_Assigned task_.
Wherever the word "super" shows up in the data, report the line it sits in.

_Exercise materials_.

◇ ◇ ◇ ◇ ◇

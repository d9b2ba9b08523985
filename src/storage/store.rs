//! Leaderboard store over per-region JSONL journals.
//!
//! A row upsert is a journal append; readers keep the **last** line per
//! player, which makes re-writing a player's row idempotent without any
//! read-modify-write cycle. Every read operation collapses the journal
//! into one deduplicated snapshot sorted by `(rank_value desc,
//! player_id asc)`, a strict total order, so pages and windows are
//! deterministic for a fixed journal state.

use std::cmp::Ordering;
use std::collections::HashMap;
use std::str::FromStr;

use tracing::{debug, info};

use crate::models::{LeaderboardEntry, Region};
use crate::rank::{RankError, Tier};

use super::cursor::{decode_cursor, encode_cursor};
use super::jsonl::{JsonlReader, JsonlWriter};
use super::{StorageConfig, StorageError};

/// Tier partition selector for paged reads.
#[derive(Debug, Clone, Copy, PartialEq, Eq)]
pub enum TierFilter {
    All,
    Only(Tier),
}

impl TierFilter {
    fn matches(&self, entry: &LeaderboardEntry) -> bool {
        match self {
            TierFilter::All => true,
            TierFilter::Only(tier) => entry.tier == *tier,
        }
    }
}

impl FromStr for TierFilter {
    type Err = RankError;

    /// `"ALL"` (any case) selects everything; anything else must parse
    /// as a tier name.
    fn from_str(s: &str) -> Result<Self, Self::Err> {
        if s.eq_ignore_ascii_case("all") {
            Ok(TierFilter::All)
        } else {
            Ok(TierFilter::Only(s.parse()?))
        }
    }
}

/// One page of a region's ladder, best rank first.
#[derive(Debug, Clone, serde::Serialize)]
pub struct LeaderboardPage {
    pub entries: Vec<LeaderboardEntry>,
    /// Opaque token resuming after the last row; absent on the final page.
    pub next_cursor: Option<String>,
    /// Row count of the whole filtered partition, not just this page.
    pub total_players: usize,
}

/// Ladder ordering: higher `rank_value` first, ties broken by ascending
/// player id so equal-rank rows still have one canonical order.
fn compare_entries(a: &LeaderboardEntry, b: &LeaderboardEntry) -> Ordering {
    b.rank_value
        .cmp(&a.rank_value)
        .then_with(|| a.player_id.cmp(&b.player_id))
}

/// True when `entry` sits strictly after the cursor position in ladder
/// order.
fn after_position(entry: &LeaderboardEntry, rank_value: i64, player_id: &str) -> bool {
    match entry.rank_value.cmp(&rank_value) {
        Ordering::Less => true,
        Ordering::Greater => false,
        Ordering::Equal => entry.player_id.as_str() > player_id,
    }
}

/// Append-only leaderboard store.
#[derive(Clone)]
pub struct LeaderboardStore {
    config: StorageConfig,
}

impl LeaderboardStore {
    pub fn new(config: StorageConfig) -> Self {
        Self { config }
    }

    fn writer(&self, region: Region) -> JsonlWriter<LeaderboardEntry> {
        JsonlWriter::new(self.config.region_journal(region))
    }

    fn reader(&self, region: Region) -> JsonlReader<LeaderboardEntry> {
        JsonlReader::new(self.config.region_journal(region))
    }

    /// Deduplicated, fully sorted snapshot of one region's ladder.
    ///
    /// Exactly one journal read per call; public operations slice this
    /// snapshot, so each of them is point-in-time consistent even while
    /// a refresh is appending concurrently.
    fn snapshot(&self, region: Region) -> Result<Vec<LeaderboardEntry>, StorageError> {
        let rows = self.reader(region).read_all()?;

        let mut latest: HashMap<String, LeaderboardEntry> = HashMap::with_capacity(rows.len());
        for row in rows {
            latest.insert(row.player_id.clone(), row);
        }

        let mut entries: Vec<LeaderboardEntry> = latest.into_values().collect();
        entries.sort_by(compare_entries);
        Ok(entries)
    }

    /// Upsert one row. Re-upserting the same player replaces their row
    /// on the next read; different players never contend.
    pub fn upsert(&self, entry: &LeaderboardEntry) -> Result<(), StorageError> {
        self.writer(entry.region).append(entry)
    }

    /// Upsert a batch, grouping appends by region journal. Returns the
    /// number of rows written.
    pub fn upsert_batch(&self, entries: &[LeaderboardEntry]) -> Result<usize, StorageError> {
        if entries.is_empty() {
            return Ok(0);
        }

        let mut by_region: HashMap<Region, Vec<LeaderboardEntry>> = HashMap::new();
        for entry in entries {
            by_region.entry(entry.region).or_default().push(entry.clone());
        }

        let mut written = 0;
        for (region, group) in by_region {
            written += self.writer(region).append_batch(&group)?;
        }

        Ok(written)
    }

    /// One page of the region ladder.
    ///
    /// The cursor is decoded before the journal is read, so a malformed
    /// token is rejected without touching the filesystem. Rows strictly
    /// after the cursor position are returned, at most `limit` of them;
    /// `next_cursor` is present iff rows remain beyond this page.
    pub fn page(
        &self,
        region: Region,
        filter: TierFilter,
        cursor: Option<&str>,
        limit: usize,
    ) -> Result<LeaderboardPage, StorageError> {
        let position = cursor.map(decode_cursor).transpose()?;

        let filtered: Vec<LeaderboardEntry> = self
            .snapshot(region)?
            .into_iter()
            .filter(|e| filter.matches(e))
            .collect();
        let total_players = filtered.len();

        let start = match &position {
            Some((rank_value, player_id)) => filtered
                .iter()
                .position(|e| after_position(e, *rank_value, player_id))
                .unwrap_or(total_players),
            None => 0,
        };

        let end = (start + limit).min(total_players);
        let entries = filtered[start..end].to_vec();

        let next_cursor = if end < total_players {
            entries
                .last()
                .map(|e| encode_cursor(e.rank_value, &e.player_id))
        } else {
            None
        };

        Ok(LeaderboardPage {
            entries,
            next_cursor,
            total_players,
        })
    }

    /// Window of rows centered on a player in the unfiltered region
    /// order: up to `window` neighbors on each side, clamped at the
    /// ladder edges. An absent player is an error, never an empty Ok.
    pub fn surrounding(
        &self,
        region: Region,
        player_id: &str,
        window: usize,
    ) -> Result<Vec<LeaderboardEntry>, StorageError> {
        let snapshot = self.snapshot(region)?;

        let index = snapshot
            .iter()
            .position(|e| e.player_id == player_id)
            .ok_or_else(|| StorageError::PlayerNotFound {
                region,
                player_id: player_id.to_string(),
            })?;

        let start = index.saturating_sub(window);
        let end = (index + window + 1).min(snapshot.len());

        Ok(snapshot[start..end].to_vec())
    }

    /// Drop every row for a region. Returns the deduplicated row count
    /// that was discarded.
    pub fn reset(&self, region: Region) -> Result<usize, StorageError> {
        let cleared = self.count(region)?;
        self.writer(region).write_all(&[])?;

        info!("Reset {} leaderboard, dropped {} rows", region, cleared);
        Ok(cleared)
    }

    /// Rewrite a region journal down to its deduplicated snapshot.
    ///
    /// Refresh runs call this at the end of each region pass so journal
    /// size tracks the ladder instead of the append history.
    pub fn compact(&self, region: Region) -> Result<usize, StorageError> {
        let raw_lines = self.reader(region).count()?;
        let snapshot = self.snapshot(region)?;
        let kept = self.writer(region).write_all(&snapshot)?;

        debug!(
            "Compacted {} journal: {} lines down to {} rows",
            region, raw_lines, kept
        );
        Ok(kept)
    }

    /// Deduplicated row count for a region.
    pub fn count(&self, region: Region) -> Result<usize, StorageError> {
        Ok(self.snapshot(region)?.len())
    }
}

◇ ◇ ◇ ◇ ◇

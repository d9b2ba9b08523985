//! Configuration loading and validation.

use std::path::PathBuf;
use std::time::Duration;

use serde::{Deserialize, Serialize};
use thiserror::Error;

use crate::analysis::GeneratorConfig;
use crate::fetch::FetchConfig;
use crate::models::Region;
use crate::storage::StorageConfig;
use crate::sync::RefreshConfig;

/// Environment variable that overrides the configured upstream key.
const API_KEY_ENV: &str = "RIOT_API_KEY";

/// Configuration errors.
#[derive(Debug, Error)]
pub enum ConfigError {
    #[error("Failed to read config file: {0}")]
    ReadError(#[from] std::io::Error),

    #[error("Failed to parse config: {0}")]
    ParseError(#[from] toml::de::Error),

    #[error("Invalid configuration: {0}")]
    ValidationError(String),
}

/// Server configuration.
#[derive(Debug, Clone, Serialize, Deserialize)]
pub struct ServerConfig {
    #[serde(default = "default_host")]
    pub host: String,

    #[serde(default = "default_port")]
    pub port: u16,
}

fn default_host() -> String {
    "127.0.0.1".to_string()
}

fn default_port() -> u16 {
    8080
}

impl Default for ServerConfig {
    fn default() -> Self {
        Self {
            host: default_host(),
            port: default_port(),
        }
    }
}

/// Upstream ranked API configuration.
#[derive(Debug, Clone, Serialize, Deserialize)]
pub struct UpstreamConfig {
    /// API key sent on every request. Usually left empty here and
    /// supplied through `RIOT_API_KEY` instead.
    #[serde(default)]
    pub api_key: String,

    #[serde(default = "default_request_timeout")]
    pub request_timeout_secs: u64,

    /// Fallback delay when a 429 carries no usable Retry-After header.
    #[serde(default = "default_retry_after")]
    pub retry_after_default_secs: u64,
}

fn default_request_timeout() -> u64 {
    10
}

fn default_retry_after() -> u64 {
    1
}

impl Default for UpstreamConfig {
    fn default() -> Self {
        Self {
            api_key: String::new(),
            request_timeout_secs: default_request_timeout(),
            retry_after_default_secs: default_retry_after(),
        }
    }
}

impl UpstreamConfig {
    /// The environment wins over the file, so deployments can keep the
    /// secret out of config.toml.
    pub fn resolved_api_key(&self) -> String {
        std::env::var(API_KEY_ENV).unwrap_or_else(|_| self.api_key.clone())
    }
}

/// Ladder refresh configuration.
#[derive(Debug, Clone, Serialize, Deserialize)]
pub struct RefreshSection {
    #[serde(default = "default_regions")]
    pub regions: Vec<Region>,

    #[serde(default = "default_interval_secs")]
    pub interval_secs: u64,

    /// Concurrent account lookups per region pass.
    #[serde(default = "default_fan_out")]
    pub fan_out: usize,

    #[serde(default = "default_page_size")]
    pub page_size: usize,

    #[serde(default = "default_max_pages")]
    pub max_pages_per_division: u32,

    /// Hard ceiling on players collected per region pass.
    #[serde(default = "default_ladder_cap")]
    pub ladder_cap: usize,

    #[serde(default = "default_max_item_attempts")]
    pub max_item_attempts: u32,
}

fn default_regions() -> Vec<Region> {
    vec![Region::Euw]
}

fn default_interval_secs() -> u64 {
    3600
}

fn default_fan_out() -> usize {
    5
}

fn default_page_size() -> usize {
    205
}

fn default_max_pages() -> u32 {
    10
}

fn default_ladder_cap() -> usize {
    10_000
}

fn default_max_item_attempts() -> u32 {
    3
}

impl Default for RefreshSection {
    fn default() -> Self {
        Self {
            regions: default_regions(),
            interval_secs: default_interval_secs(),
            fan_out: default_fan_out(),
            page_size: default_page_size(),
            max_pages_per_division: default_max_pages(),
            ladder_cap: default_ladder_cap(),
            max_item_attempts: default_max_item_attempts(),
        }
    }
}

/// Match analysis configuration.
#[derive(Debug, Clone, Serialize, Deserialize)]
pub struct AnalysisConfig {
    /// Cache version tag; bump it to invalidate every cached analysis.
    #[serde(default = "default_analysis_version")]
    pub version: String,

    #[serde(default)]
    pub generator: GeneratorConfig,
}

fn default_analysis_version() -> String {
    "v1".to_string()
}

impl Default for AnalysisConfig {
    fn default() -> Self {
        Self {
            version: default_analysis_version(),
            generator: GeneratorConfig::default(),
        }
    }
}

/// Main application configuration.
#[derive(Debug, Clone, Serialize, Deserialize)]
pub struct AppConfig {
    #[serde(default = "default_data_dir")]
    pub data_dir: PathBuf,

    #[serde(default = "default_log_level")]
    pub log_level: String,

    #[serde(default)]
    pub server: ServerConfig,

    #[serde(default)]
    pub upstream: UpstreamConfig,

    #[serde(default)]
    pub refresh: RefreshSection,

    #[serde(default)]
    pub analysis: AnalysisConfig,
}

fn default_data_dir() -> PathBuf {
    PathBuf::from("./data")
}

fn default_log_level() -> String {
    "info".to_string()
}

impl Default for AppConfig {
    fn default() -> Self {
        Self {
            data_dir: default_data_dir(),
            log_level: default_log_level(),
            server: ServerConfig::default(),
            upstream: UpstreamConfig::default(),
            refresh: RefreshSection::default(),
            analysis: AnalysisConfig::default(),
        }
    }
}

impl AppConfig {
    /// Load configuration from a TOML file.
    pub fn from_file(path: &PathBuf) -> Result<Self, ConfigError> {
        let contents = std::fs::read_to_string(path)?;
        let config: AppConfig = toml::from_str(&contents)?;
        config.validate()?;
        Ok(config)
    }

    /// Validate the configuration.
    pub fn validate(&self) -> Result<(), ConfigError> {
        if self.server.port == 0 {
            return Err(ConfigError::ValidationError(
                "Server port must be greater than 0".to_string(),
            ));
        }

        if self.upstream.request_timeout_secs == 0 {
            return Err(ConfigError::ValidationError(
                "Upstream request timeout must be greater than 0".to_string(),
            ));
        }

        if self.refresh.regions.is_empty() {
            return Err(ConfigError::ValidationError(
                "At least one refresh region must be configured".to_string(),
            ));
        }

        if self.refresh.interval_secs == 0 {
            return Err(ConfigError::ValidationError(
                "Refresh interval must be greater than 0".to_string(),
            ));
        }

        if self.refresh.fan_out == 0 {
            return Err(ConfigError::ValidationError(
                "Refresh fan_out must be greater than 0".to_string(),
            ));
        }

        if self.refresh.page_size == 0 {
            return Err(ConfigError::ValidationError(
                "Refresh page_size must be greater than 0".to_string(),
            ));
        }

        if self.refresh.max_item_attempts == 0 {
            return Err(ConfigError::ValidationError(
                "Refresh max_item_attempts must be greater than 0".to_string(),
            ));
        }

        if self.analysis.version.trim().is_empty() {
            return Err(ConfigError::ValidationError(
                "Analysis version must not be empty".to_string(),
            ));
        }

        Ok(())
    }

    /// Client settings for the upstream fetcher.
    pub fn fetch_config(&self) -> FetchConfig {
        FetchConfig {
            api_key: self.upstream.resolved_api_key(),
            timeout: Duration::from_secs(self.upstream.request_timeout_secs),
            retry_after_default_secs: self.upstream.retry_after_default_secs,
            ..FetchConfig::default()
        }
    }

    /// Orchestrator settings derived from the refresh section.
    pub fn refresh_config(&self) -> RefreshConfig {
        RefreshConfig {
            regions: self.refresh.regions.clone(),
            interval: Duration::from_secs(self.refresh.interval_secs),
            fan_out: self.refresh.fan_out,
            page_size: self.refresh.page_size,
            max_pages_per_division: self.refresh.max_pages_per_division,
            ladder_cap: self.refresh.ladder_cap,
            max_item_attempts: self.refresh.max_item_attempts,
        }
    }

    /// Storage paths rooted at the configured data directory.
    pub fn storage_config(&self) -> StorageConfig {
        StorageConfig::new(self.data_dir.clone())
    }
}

◇ ◇ ◇ ◇ ◇

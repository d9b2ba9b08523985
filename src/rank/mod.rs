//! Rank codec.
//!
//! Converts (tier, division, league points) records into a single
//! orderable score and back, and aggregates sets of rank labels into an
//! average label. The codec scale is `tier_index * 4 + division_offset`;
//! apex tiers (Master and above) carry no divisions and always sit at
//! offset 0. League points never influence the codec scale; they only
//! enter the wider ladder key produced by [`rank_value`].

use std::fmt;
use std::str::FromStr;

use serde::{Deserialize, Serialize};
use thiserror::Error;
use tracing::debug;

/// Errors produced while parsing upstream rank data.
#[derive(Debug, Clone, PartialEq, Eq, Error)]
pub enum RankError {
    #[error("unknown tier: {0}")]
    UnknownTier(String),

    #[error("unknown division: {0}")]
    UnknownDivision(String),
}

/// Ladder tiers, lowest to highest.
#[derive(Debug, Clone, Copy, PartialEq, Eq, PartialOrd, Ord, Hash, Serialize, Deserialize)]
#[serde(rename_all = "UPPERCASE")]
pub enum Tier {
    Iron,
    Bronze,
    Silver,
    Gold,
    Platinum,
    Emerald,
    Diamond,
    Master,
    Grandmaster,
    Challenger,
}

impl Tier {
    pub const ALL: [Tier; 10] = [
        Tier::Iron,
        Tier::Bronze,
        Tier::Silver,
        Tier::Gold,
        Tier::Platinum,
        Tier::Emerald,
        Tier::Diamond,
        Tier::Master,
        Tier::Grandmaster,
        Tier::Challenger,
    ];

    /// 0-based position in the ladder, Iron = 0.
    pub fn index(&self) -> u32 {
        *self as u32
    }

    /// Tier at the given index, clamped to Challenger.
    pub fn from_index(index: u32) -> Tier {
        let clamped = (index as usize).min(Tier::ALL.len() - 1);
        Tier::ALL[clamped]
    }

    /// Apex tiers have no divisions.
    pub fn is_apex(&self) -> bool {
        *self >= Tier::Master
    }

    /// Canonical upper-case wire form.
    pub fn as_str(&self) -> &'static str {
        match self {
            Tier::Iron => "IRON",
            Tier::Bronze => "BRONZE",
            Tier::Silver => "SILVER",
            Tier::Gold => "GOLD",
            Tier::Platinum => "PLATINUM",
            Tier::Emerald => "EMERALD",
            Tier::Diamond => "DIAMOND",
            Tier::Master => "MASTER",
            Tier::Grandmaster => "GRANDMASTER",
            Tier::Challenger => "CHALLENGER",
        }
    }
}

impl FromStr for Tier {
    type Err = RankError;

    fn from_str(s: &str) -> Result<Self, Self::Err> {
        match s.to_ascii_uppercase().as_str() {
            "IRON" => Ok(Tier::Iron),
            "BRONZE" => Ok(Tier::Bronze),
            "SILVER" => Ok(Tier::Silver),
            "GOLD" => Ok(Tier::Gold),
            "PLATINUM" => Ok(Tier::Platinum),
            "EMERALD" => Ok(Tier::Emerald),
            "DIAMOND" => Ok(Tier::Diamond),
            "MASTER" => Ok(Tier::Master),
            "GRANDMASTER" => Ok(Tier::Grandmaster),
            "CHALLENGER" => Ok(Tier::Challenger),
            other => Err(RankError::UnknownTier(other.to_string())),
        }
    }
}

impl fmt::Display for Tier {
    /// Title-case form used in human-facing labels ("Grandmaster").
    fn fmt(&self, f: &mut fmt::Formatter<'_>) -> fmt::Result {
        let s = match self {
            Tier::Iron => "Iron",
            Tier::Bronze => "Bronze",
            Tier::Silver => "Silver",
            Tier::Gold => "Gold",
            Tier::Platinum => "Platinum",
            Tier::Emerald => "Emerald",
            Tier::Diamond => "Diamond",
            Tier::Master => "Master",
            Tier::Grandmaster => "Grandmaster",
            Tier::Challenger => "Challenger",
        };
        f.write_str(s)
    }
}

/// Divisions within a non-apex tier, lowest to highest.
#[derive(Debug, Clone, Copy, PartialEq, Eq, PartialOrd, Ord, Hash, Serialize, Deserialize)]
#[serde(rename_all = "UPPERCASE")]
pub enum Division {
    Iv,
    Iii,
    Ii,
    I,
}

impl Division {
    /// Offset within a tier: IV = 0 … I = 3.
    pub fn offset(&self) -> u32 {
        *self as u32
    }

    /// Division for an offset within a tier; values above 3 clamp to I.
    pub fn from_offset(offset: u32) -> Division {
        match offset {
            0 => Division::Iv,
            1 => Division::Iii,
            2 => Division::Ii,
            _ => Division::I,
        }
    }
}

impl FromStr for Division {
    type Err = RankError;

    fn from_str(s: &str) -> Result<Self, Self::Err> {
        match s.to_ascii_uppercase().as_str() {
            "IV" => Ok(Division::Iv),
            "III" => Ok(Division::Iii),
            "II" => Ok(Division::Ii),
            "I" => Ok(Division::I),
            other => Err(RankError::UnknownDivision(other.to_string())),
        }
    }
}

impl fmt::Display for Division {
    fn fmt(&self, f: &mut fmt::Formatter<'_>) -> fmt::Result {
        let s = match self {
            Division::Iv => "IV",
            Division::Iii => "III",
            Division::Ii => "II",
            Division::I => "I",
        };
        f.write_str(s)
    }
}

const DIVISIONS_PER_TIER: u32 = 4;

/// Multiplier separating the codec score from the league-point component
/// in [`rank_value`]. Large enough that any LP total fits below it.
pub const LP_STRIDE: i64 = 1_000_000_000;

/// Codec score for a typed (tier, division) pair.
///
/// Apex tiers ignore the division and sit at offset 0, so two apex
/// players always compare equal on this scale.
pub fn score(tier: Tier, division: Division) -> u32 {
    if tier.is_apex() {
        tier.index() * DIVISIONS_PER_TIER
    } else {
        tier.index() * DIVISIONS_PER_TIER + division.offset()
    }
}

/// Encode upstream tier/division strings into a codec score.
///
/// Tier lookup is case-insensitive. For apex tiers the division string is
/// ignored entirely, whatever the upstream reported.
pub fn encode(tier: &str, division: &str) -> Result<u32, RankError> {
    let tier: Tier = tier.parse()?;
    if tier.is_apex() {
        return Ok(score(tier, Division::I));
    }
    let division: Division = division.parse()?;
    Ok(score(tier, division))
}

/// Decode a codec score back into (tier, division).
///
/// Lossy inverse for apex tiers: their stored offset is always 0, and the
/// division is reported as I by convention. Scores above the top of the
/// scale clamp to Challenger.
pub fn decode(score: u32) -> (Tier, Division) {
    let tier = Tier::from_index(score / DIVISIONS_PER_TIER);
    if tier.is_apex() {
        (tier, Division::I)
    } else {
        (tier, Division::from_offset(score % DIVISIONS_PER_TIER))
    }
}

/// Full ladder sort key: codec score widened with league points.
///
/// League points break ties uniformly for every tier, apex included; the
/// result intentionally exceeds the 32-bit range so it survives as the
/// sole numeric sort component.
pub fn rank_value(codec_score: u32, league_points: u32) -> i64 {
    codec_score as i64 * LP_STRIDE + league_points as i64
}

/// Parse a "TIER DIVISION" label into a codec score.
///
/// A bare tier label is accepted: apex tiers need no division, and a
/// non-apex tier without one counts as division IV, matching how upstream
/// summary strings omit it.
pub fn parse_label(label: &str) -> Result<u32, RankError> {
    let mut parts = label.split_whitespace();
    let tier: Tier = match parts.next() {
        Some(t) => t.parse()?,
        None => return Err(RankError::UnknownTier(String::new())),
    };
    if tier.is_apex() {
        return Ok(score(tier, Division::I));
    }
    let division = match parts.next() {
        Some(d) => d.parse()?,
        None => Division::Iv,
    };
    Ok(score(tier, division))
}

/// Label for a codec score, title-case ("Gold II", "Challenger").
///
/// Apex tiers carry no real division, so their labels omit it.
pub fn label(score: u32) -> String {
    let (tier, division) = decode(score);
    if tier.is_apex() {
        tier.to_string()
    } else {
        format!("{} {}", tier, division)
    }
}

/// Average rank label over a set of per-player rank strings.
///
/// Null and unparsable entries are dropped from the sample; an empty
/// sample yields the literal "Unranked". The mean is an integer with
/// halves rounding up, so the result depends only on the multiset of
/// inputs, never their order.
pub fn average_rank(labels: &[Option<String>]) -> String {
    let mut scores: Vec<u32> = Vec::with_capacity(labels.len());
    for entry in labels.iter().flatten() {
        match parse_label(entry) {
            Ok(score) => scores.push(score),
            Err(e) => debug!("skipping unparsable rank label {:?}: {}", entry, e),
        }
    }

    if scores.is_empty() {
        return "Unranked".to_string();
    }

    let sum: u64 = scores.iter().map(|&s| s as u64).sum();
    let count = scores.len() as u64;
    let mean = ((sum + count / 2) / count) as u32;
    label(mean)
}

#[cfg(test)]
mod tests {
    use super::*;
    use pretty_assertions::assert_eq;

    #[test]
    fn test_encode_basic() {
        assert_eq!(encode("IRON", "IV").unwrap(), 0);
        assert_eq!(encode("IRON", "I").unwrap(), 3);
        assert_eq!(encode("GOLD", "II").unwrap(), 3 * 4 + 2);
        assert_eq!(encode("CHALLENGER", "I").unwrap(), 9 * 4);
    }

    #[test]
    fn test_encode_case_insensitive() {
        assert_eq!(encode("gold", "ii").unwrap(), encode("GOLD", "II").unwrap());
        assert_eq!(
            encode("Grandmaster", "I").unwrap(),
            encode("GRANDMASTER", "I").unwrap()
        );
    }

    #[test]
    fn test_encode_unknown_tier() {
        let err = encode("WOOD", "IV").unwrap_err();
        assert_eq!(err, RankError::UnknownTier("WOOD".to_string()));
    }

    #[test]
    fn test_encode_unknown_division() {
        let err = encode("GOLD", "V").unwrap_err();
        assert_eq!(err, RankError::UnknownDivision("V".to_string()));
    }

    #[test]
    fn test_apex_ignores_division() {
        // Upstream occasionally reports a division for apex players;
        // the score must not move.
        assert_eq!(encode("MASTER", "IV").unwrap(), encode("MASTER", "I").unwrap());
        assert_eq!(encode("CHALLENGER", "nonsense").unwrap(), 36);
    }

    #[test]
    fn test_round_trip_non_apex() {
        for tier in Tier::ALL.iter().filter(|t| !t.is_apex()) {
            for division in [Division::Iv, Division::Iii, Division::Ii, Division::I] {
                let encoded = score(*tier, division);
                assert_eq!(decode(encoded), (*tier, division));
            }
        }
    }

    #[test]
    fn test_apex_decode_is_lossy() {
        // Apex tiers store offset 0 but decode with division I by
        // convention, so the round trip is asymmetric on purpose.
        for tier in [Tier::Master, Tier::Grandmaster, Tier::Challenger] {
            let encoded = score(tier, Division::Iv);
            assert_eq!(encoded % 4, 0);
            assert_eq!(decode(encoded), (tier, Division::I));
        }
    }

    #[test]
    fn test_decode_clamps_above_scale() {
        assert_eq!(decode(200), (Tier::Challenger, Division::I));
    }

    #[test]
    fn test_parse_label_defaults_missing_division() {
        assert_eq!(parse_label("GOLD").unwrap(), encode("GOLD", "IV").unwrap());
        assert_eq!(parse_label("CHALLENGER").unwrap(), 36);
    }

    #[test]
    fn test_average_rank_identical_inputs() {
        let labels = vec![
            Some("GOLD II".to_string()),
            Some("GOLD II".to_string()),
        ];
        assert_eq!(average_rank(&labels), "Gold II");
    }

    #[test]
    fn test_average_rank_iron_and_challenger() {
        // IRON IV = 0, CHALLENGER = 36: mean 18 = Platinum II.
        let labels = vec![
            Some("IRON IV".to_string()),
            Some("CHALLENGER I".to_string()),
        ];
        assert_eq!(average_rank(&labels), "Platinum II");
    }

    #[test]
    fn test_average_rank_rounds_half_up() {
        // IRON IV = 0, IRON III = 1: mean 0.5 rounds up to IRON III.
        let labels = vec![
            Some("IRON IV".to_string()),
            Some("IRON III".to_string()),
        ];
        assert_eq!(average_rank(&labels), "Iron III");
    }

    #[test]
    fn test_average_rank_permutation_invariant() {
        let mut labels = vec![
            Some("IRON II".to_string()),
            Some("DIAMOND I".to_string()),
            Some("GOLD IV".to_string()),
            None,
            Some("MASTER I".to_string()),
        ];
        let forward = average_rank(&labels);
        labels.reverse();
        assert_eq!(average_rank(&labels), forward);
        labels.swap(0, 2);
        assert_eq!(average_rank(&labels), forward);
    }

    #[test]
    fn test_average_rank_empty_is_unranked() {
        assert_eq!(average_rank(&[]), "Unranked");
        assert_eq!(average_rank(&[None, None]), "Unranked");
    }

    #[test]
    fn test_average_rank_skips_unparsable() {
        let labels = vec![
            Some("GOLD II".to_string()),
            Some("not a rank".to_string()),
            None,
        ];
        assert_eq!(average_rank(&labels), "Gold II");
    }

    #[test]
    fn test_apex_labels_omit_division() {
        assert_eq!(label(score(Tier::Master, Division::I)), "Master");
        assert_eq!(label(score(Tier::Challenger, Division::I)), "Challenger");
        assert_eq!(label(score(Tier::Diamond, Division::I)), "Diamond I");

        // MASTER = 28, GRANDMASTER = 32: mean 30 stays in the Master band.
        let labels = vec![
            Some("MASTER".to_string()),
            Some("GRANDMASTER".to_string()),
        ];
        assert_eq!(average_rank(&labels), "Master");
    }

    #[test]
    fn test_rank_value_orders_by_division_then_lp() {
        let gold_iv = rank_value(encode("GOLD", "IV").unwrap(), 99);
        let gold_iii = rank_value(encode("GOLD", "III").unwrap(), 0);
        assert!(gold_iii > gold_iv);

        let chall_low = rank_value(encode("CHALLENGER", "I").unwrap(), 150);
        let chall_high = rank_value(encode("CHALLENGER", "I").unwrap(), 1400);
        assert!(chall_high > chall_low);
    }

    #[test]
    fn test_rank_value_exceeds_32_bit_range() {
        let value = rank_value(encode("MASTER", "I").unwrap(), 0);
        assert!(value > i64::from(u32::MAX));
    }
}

◇ ◇ ◇ ◇ ◇

_Your solution_.
use super::cursor::{decode_cursor, encode_cursor};
use super::jsonl::{JsonlReader, JsonlWriter};
use super::{StorageConfig, StorageError};
    use super::*;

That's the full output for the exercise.